Oren: You know what, a lot of times if you’re listening to the lyric, and you notice that she’s saying something again, that was my idea, because very often, when she comes up with something, she’ll go through all the material and she’ll just stop, and I’ll be the one who says, “You could say that word, or that line, again” or “let’s go back there…”
Baby, one more time.
Oren: [Laughs] Oh, boy. But I’m into getting her to repeat things so a lot of time if something comes back, hopefully in a pleasing way, you can thank me for that.
If someone had never heard your music before, and wanted to know what kind of music you play, how would you describe your music?
Oren: I never do.

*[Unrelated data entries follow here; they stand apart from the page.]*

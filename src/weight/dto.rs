use serde::{Deserialize, Serialize};

use super::repo::WeightLogEntry;

#[derive(Debug, Default, Deserialize)]
#[serde(rename_all = "camelCase")]
pub struct AddWeightRequest {
    #[serde(alias = "weight")]
    pub weight_kg: Option<f64>,
}

#[derive(Debug, Serialize)]
#[serde(rename_all = "camelCase")]
pub struct WeightRecorded {
    pub message: String,
    pub weight_kg: f64,
    pub bmi: f64,
    pub log: WeightLogEntry,
}
//! Request extractors whose rejections render as `AppError`.

use axum::{
    extract::{FromRequest, FromRequestParts},
    response::{IntoResponse, Response},
};
use serde::Serialize;

use crate::error::AppError;

/// JSON body extractor and response; malformed bodies become `VALIDATION_ERROR`.
#[derive(Debug, FromRequest)]
#[from_request(via(axum::Json), rejection(AppError))]
pub struct Json<T>(pub T);

impl<T: Serialize> IntoResponse for Json<T> {
    fn into_response(self) -> Response {
        axum::Json(self.0).into_response()
    }
}

#[derive(Debug, FromRequestParts)]
#[from_request(via(axum::extract::Path), rejection(AppError))]
pub struct Path<T>(pub T);

#[derive(Debug, FromRequestParts)]
#[from_request(via(axum::extract::Query), rejection(AppError))]
pub struct Query<T>(pub T);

We don’t do it.
Jennifer: Yeah, we just don’t do it. I wouldn’t say this to a stranger, but I’d say that the best way kind of see what it’s about it to come over for dinner and get to know us [laughs], get to know me a little bit, and see what we’re like. Or come to a show, or get the record.
Oren: We had so much trouble from the get-go with the “Lounge” thing, because in the mid-nineties, when we made our first relationship in the industry, the lounge thing was starting to take off at that time and that really hurt us. We ended up getting booked into shows on the lounge circuit and we played this place in San Diego that was like a Tiki bar.
Jennifer: To us, lounge means kitsch.
Oren: We have a very, very slight element of camp, in some of the things that we do, you know, but I would say that 90% is not that way. A lot of those bands are evoking a culture or an era which isn’t theirs, in a campy or kitschy way. We’re not doing that. We’re not a lounge act. If we’re going to offer up any elements –whether it’s Indian music elements or Edgar Alan Poe – whatever it is, we’re only going to present it to people if we feel that we’ve digested it and it’s a breathing part of us. Otherwise we won’t put it out there, because it doesn’t feel good.
Jennifer: I think that when something is integrated, it becomes crystallized. It’s something that becomes pure essence. I think that people, there’s really not a need to define something. Either it moves you or it doesn’t. You’re let into that world, and you either go there or you don’t.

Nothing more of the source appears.